The recent general purpose motion-correction methods proposed for PET motion correction4-6 are not directly applicable to these images, due to a lack of clear anatomical landmarks in the heart region on the 18F-NaF PET images. The 18F-NaF activity localizes only in the plaque lesions and there is no activity seen in the myocardium. To partially address the problem of cardiac motion, in the initial clinical 18F-NaF PET study only one cardiac phase (representing about 25% of the PET data) was used1, at the expense of significant noise increase. The noise was increased due to subsampling of the PET acquisition data.

In a recent study7, we evaluated the use of non-rigid registration using a level-set algorithm to the segmented coronary arteries to correct for cardiac motion. This allowed an important noise decrease due to the use of all collected counts, as well as a better discrimination between culprit and non-culprit plaques, as compared to the use of only one cardiac phase, as seen in the other studies to date. However, the level-set method that we utilized may not be the most optimal algorithm for this new application. Therefore, in this study, we aimed to also investigate demons method and in its ability to correct cardiac motion of coronary 18F-NaF PET.

2. DATA AND IMAGING PROTOCOL

Patients

Patients were recruited from the Royal Infirmary of Edinburgh between February, 2012, and January, 2013, in two cohorts: 6 patients with acute ST-segment or non-ST-segment elevation myocardial infarction8 and 9 patients with stable angina pectoris undergoing elective invasive coronary angiography. Exclusion criteria were age <50 years, insulin-dependent diabetes mellitus, women of childbearing age not receiving contraception, severe renal failure (serum creatinine >2.8 mg/dL), known contrast allergy, and inability to provide informed consent. All patients underwent a comprehensive baseline clinical assessment, including evaluation of their cardiovascular risk factor profile. Studies were completed with the approval of the local research ethics committee, in accordance with the Declaration of Helsinki, and with the written informed consent of each participant.

Imaging and Analysis Protocols

All patients underwent cardiac-gated 18F-NaF PET/CT imaging of the coronary arteries with a hybrid scanner (128-multidetector Biograph mCT, Siemens Medical Systems, Erlangen, Germany). Study subjects were administered a target dose of 125 MBq 18F-NaF intravenously, and subsequently rested in a quiet environment for 60 min. An attenuation correction CT scan (non-enhanced 120 kV and 50 mA) was then performed, followed by PET imaging of the thorax in list-mode for 20 min.

Prospectively-gated coronary CT angiography (CCTA) was undertaken in the same visit as the 18F-NaF scan. Depending on the BMI, a bolus of 80-100 mL of contrast (400 mgI/mL; Iomeron, Bracco, Milan, Italy) was injected intravenously at 5 mL/s, after determining the appropriate trigger delay with a test bolus of 20 mL contrast material.

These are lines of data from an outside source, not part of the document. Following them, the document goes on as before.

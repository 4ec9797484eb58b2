//! The standard set of test types: small value types, identity types wrapping
//! them, and arrays of both.
use vtmem_types::{Primitive, TypeDefinition, TypeDescriptor, TypeRegistry, TypeResolutionError};
use vtmem_utils::sync::Arc;

pub struct Fixtures {
    pub value_int: Arc<TypeDescriptor>,
    /// Same shape as `ValueInt`, distinct type.
    pub value_int2: Arc<TypeDescriptor>,
    pub value_long: Arc<TypeDescriptor>,
    pub point: Arc<TypeDescriptor>,
    pub long_point: Arc<TypeDescriptor>,
    pub with_long_field: Arc<TypeDescriptor>,
    pub class_point: Arc<TypeDescriptor>,
    pub value_class_int: Arc<TypeDescriptor>,
    /// Value type whose fields are nullable, so never flattened.
    pub value_class_point: Arc<TypeDescriptor>,
    pub int_wrapper: Arc<TypeDescriptor>,
    pub zero_size: Arc<TypeDescriptor>,
    pub zero_size_wrapper: Arc<TypeDescriptor>,
    /// Never instantiated, so it has no default value.
    pub never_initialized: Arc<TypeDescriptor>,
    pub value_int_array: Arc<TypeDescriptor>,
    pub point_array: Arc<TypeDescriptor>,
    pub zero_size_array: Arc<TypeDescriptor>,
    pub nullable_zero_size_array: Arc<TypeDescriptor>,
    pub class_point_array: Arc<TypeDescriptor>,
}

impl Fixtures {
    pub fn define(registry: &TypeRegistry) -> Result<Self, TypeResolutionError> {
        let value_int =
            registry.define(TypeDefinition::value("ValueInt").primitive("i", Primitive::Int))?;
        let value_int2 =
            registry.define(TypeDefinition::value("ValueInt2").primitive("i", Primitive::Int))?;
        let value_long =
            registry.define(TypeDefinition::value("ValueLong").primitive("l", Primitive::Long))?;
        let point = registry.define(
            TypeDefinition::value("ValueTypePoint2D")
                .null_restricted("x", "ValueInt")
                .null_restricted("y", "ValueInt"),
        )?;
        let long_point = registry.define(
            TypeDefinition::value("ValueTypeLongPoint2D")
                .null_restricted("x", "ValueLong")
                .null_restricted("y", "ValueLong"),
        )?;
        let with_long_field = registry.define(
            TypeDefinition::value("ValueTypeWithLongField").null_restricted("l", "ValueLong"),
        )?;
        let class_point = registry.define(
            TypeDefinition::identity("ClassTypePoint2D")
                .primitive("x", Primitive::Int)
                .primitive("y", Primitive::Int),
        )?;
        let value_class_int = registry
            .define(TypeDefinition::value("ValueClassInt").primitive("i", Primitive::Int))?;
        let value_class_point = registry.define(
            TypeDefinition::value("ValueClassPoint2D")
                .nullable("x", "ValueClassInt")
                .nullable("y", "ValueClassInt"),
        )?;
        let int_wrapper = registry
            .define(TypeDefinition::identity("IntWrapper").null_restricted("vti", "ValueInt"))?;
        let zero_size = registry.define(TypeDefinition::value("ZeroSizeValueType"))?;
        let zero_size_wrapper = registry.define(
            TypeDefinition::value("ZeroSizeValueTypeWrapper")
                .null_restricted("z", "ZeroSizeValueType"),
        )?;
        let never_initialized = registry
            .define(TypeDefinition::value("NeverInitialized").null_restricted("i", "ValueInt"))?;

        Ok(Self {
            value_int_array: registry.array_of(value_int.id, true)?,
            point_array: registry.array_of(point.id, true)?,
            zero_size_array: registry.array_of(zero_size.id, true)?,
            nullable_zero_size_array: registry.array_of(zero_size.id, false)?,
            class_point_array: registry.array_of(class_point.id, false)?,
            value_int,
            value_int2,
            value_long,
            point,
            long_point,
            with_long_field,
            class_point,
            value_class_int,
            value_class_point,
            int_wrapper,
            zero_size,
            zero_size_wrapper,
            never_initialized,
        })
    }

    /// Every fixture type, in definition order.
    pub fn all(&self) -> Vec<&Arc<TypeDescriptor>> {
        vec![
            &self.value_int,
            &self.value_int2,
            &self.value_long,
            &self.point,
            &self.long_point,
            &self.with_long_field,
            &self.class_point,
            &self.value_class_int,
            &self.value_class_point,
            &self.int_wrapper,
            &self.zero_size,
            &self.zero_size_wrapper,
            &self.never_initialized,
            &self.value_int_array,
            &self.point_array,
            &self.zero_size_array,
            &self.nullable_zero_size_array,
            &self.class_point_array,
        ]
    }
}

ECG-gated PET images were reconstructed using the Siemens Ultra-HD algorithm in multiple phases of the cardiac cycle. For this study, 2 different sets of data were reconstructed from list mode data: one gate with 25% of the counts during the end-diastolic phase (technique used in the original Joshi et al study1) and 10 cardiac-gated bins. The PET pixel size was either 2 × 2 × 2 or 4 × 4 × 2 mm. The CCTA scans were reconstructed at 0.75 × 0.7 mm and 0.6 × 0.3 mm for retrospective and prospective acquisitions respectively at 70% of the cardiac cycle.

3. METHODOLGY

Cardiac motion correction

The goal of the motion correction method was to compensate for coronary artery motion in the different phases of the ECG-gated PET data. Gated PET with 10 time bins were reconstructed from the PET list-mode files. The registration aimed to align all gates to the end-diastolic phase position to compensate for coronary artery motion. It allowed to synchronize the registered data to i) the prospective CCTA and ii) the one gated time-bin of PET data corresponding to the end-diastolic phase, taken as the reference in the original study.

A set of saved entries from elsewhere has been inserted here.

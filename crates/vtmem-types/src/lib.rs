//! # vtmem-types
//!
//! Type and field descriptors for value, identity and array types, and the
//! registry that resolves them by name.
pub mod definition;
pub mod descriptor;
pub mod error;
pub mod registry;

pub use definition::{FieldDefinition, FieldSpec, TypeDefinition};
pub use descriptor::{FieldDescriptor, FieldType, Primitive, TypeDescriptor, TypeKind};
pub use error::TypeResolutionError;
pub use registry::TypeRegistry;
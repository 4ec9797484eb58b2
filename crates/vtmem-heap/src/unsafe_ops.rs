use crate::{
    error::AccessError,
    heap::Heap,
    location::{SlotKind, StorageLocation},
    object::ObjectRef,
};
use tracing::{trace, warn};
use vtmem_layout::InstanceLayout;
use vtmem_types::{FieldDescriptor, TypeDescriptor};
use vtmem_utils::{sync::Arc, ByteOffset};

/// What a compare-and-swap reports back.
#[derive(Copy, Clone, Debug, PartialEq, Eq)]
pub enum CasShape {
    /// Only whether the swap happened.
    Boolean,
    /// The value seen at the location, as a boxed copy for flattened slots.
    PreviousValue,
}

#[derive(Clone, Debug, PartialEq)]
pub struct CasOutcome {
    pub succeeded: bool,
    /// Null under [`CasShape::Boolean`].
    pub previous: ObjectRef,
}

/// Offset-based access to object fields and array elements, including
/// atomic compare-and-swap and exchange on flattened payloads.
///
/// A flattened location needs a concrete `ty` to interpret its bytes and
/// checks it strictly. For a boxed location `ty` is advisory.
#[derive(Copy, Clone)]
pub struct UnsafeAccess<'a> {
    heap: &'a Heap,
}

impl<'a> UnsafeAccess<'a> {
    pub fn new(heap: &'a Heap) -> Self {
        Self { heap }
    }

    pub fn heap(&self) -> &'a Heap {
        self.heap
    }

    pub fn is_flattened(&self, field: Option<&FieldDescriptor>) -> Result<bool, AccessError> {
        Ok(self.heap.engine().is_flattened(field)?)
    }

    pub fn is_flattened_array(&self, ty: Option<&TypeDescriptor>) -> bool {
        self.heap.engine().is_flattened_array(ty)
    }

    pub fn value_header_size(&self, ty: Option<&TypeDescriptor>) -> Result<usize, AccessError> {
        Ok(self.heap.engine().value_header_size(ty)?)
    }

    pub fn object_field_offset(
        &self,
        ty: &TypeDescriptor,
        name: &str,
    ) -> Result<ByteOffset, AccessError> {
        Ok(self.heap.engine().object_field_offset(ty, name)?)
    }

    pub fn array_base_offset(&self, ty: Option<&TypeDescriptor>) -> Result<ByteOffset, AccessError> {
        Ok(self.heap.engine().array_base_offset(ty)?)
    }

    /// Distance in bytes between consecutive elements of array type `ty`.
    pub fn array_index_scale(&self, ty: &TypeDescriptor) -> Result<usize, AccessError> {
        Ok(self.heap.engine().array_layout(ty)?.stride)
    }

    pub fn get_object_size(&self, obj: &ObjectRef) -> Result<usize, AccessError> {
        self.heap.get_object_size(obj)
    }

    fn required_type<'t>(
        ty: Option<&'t TypeDescriptor>,
        loc: &StorageLocation,
    ) -> Result<&'t TypeDescriptor, AccessError> {
        ty.ok_or_else(|| {
            AccessError::invalid(format!(
                "a type is required to access flattened offset {} of {}",
                loc.offset,
                loc.object.type_descriptor().name
            ))
        })
    }

    fn non_null<'v>(value: &'v ObjectRef, what: &str) -> Result<&'v ObjectRef, AccessError> {
        if value.is_null() {
            Err(AccessError::invalid(format!(
                "null {} for a flattened location",
                what
            )))
        } else {
            Ok(value)
        }
    }

    fn is_instance(value: &ObjectRef, ty: &TypeDescriptor) -> bool {
        value.type_id() == Some(ty.id)
    }

    fn box_bytes(&self, payload: &InstanceLayout, bytes: &[u8]) -> Result<ObjectRef, AccessError> {
        let ty = self.heap.engine().registry().get(payload.type_id)?;
        self.heap.box_payload(&ty, bytes)
    }

    fn read_flat(&self, loc: &StorageLocation, payload: &InstanceLayout) -> Result<Vec<u8>, AccessError> {
        loc.access().read_bytes(loc.offset, payload.data_size)
    }

    fn read_reference(&self, loc: &StorageLocation, width: usize) -> Result<ObjectRef, AccessError> {
        self.heap
            .object_from_slot(loc.access().read_slot(loc.offset, width)?)
    }

    /// Reads the object at `offset`. A flattened location yields a fresh
    /// boxed copy, or null if `ty` is not its declared type. A boxed location
    /// yields the stored reference, or null if it is not an instance of `ty`.
    pub fn get_value(
        &self,
        container: &ObjectRef,
        offset: ByteOffset,
        ty: Option<&TypeDescriptor>,
    ) -> Result<ObjectRef, AccessError> {
        let loc = StorageLocation::resolve(self.heap, container, offset)?;
        match &loc.kind {
            SlotKind::Flat(payload) => {
                let ty = Self::required_type(ty, &loc)?;
                if ty.id != loc.declared {
                    return Ok(ObjectRef::NULL);
                }
                let bytes = self.read_flat(&loc, payload)?;
                self.box_bytes(payload, &bytes)
            }
            SlotKind::Reference(width) => {
                let current = self.read_reference(&loc, *width)?;
                Ok(match ty {
                    Some(ty) if !Self::is_instance(&current, ty) => ObjectRef::NULL,
                    _ => current,
                })
            }
        }
    }

    /// Stores `value` at `offset`. Writes with the wrong type are silently
    /// dropped.
    pub fn put_value(
        &self,
        container: &ObjectRef,
        offset: ByteOffset,
        ty: Option<&TypeDescriptor>,
        value: &ObjectRef,
    ) -> Result<(), AccessError> {
        let loc = StorageLocation::resolve(self.heap, container, offset)?;
        match &loc.kind {
            SlotKind::Flat(payload) => {
                let ty = Self::required_type(ty, &loc)?;
                let value = Self::non_null(value, "value")?;
                if ty.id != loc.declared || !Self::is_instance(value, ty) {
                    trace!("put of {:?} at {} ignored", value, loc.offset);
                    return Ok(());
                }
                let bytes = self.payload_bytes(value, payload)?;
                loc.access().write_bytes(loc.offset, &bytes)
            }
            SlotKind::Reference(width) => match ty {
                Some(ty) if ty.id == loc.declared && Self::is_instance(value, ty) => {
                    loc.access().write_slot(loc.offset, *width, self.heap.publish(value))
                }
                _ => {
                    trace!("put of {:?} at {} ignored", value, loc.offset);
                    Ok(())
                }
            },
        }
    }

    fn payload_bytes(&self, value: &ObjectRef, payload: &InstanceLayout) -> Result<Vec<u8>, AccessError> {
        let object = self.heap.deref(value, "value")?;
        let bytes = self.heap.payload_of(object)?;
        debug_assert_eq!(bytes.len(), payload.data_size);
        Ok(bytes)
    }

    /// Atomically replaces the value at `offset` with `update` if it currently
    /// equals `expected`: substitutability for flattened locations, identity
    /// for boxed ones. With a null `ty` a boxed location is set
    /// unconditionally.
    pub fn compare_and_swap_value(
        &self,
        container: &ObjectRef,
        offset: ByteOffset,
        ty: Option<&TypeDescriptor>,
        expected: &ObjectRef,
        update: &ObjectRef,
        shape: CasShape,
    ) -> Result<CasOutcome, AccessError> {
        let loc = StorageLocation::resolve(self.heap, container, offset)?;
        match &loc.kind {
            SlotKind::Flat(payload) => {
                self.compare_and_swap_flat(&loc, payload, ty, expected, update, shape)
            }
            SlotKind::Reference(width) => {
                let access = loc.access();
                let (succeeded, previous) = match ty {
                    None => (true, access.exchange_slot(loc.offset, *width, self.heap.publish(update))?),
                    Some(_) => {
                        match access.compare_exchange_slot(
                            loc.offset,
                            *width,
                            expected.to_slot(),
                            self.heap.publish(update),
                        )? {
                            Ok(previous) => (true, previous),
                            Err(current) => (false, current),
                        }
                    }
                };
                let previous = match shape {
                    CasShape::Boolean => ObjectRef::NULL,
                    CasShape::PreviousValue => self.heap.object_from_slot(previous)?,
                };
                Ok(CasOutcome {
                    succeeded,
                    previous,
                })
            }
        }
    }

    fn compare_and_swap_flat(
        &self,
        loc: &StorageLocation,
        payload: &InstanceLayout,
        ty: Option<&TypeDescriptor>,
        expected: &ObjectRef,
        update: &ObjectRef,
        shape: CasShape,
    ) -> Result<CasOutcome, AccessError> {
        let ty = Self::required_type(ty, loc)?;
        // A type mismatch reports a null previous value, since a copy of the
        // current payload could be substitutable for `expected`. A null
        // `expected` gets the current payload instead.
        let rejected = CasOutcome {
            succeeded: false,
            previous: ObjectRef::NULL,
        };
        let mismatched = |current: Vec<u8>| -> Result<CasOutcome, AccessError> {
            let previous = match shape {
                CasShape::Boolean => ObjectRef::NULL,
                CasShape::PreviousValue => self.box_bytes(payload, &current)?,
            };
            Ok(CasOutcome {
                succeeded: false,
                previous,
            })
        };

        if ty.id != loc.declared || !Self::is_instance(expected, ty) {
            if expected.is_null() {
                return mismatched(self.read_flat(loc, payload)?);
            }
            return Ok(rejected);
        }
        let expected = self.payload_bytes(expected, payload)?;
        let current = self.read_flat(loc, payload)?;
        if current != expected {
            return mismatched(current);
        }
        let update = Self::non_null(update, "update")?;
        if !Self::is_instance(update, ty) {
            return Ok(rejected);
        }
        let update = self.payload_bytes(update, payload)?;

        match loc
            .access()
            .compare_exchange_bytes(loc.offset, &expected, &update)?
        {
            Ok(previous) => Ok(CasOutcome {
                succeeded: true,
                previous: match shape {
                    CasShape::Boolean => ObjectRef::NULL,
                    CasShape::PreviousValue => self.box_bytes(payload, &previous)?,
                },
            }),
            Err(current) => mismatched(current),
        }
    }

    pub fn compare_and_set_value(
        &self,
        container: &ObjectRef,
        offset: ByteOffset,
        ty: Option<&TypeDescriptor>,
        expected: &ObjectRef,
        update: &ObjectRef,
    ) -> Result<bool, AccessError> {
        self.compare_and_swap_value(container, offset, ty, expected, update, CasShape::Boolean)
            .map(|outcome| outcome.succeeded)
    }

    /// Like [`compare_and_set_value`](Self::compare_and_set_value), returning
    /// the value seen at the location. The swap happened iff the result is
    /// substitutable for `expected`. On a flattened location a type mismatch
    /// returns null.
    pub fn compare_and_exchange_value(
        &self,
        container: &ObjectRef,
        offset: ByteOffset,
        ty: Option<&TypeDescriptor>,
        expected: &ObjectRef,
        update: &ObjectRef,
    ) -> Result<ObjectRef, AccessError> {
        self.compare_and_swap_value(
            container,
            offset,
            ty,
            expected,
            update,
            CasShape::PreviousValue,
        )
        .map(|outcome| outcome.previous)
    }

    /// Atomically stores `value` and returns what was there before. On a
    /// flattened location with the wrong type nothing is written and the
    /// current value is returned.
    pub fn get_and_set_value(
        &self,
        container: &ObjectRef,
        offset: ByteOffset,
        ty: Option<&TypeDescriptor>,
        value: &ObjectRef,
    ) -> Result<ObjectRef, AccessError> {
        let loc = StorageLocation::resolve(self.heap, container, offset)?;
        match &loc.kind {
            SlotKind::Flat(payload) => {
                let ty = Self::required_type(ty, &loc)?;
                let value = Self::non_null(value, "value")?;
                let previous = if ty.id != loc.declared || !Self::is_instance(value, ty) {
                    self.read_flat(&loc, payload)?
                } else {
                    let bytes = self.payload_bytes(value, payload)?;
                    loc.access().exchange_bytes(loc.offset, &bytes)?
                };
                self.box_bytes(payload, &previous)
            }
            SlotKind::Reference(width) => self.heap.object_from_slot(
                loc.access()
                    .exchange_slot(loc.offset, *width, self.heap.publish(value))?,
            ),
        }
    }

    /// A zero-filled instance of `ty`, for an initialized value type that has
    /// an implicit default. Null otherwise.
    pub fn uninitialized_default_value(&self, ty: Option<&TypeDescriptor>) -> ObjectRef {
        let Some(ty) = ty else {
            return ObjectRef::NULL;
        };
        if !ty.is_value_type() || !ty.implicit_default || !ty.is_initialized() {
            return ObjectRef::NULL;
        }
        let default = self
            .heap
            .engine()
            .registry()
            .get(ty.id)
            .map_err(AccessError::from)
            .and_then(|ty: Arc<TypeDescriptor>| self.heap.default_instance(&ty));
        match default {
            Ok(default) => default,
            Err(e) => {
                warn!("no default instance of {}: {}", ty.name, e);
                ObjectRef::NULL
            }
        }
    }
}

In order to recover the anatomical information that is missing in the PET data, we used the contrast CCTA data that clearly delineates the coronary arteries. The CCTA data were obtained in end-expiration position, which allowed very good alignment with PET data when patient remains in the same position. However, in all cases, verification and manual correction (if needed) of relative CCTA and PET position were performed by an experienced observer. Coronary regions were first extracted from the CCTA by vessel tracking based on Bayesian maximal paths9, as previously implemented and validated in our CCTA processing software10-12. The centerlines of the right coronary artery (RCA), left circumflex artery (LCX) and left anterior descending (LAD) coronary artery were extracted for every patient in this manner. The centerline detection required manual identification of the start and end of the vessel but all further detection was fully automatic. Subsequently, the centerline coordinates were transferred to the PET volumes to automatically extract 3D tubular volumes of interest (VOI) surrounding the coronary arteries in the gated PET images. The tubular volumes were defined by a 20-mm radius around each centerline.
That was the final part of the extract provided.